• Collected data entries:
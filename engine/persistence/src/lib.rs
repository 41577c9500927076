//! # Persistence Layer
//!
//! This crate provides the key/value persistence used by Coin Desk. It replaces browser
//! local storage: every value is a JSON document stored under a string key, writes are
//! write-through and last-write-wins.
//!
//! ## Architecture
//!
//! - **PersistedStore**: Abstract trait for different storage backends
//! - **LocalPersistence**: One JSON file per key inside a data directory
//! - **InMemoryPersistence**: Map-backed store for tests and ephemeral sessions
//!
//! ## Usage
//!
//! ```rust
//! use persistence::{create_local_persistence, PersistedStoreExt, StorageKeys};
//! use tempfile::TempDir;
//!
//! fn main() -> Result<(), Box<dyn std::error::Error>> {
//!     let temp_dir = TempDir::new()?;
//!     let store = create_local_persistence(temp_dir.path())?;
//!
//!     store.write(StorageKeys::SELECTED_COIN_IDS, &vec!["bitcoin".to_string()])?;
//!     let ids: Vec<String> = store.read(StorageKeys::SELECTED_COIN_IDS, Vec::new());
//!     assert_eq!(ids, vec!["bitcoin".to_string()]);
//!
//!     Ok(())
//! }
//! ```

pub mod backend;
pub mod config;
pub mod error;
pub mod keys;
pub mod local;

pub use backend::{InMemoryPersistence, LocalPersistence, PersistedStore, PersistedStoreExt};
pub use config::PersistenceConfig;
pub use error::{PersistenceError, Result};
pub use keys::StorageKeys;
pub use local::{create_local_persistence, create_local_persistence_with_config};

/// Re-export common types for convenience
pub use serde::{de::DeserializeOwned, Deserialize, Serialize};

• What is required:
Going through the entries, return every line holding the word "JSON".

• Finished task:
//! local storage: every value is a JSON document stored under a string key, writes are
//! - **LocalPersistence**: One JSON file per key inside a data directory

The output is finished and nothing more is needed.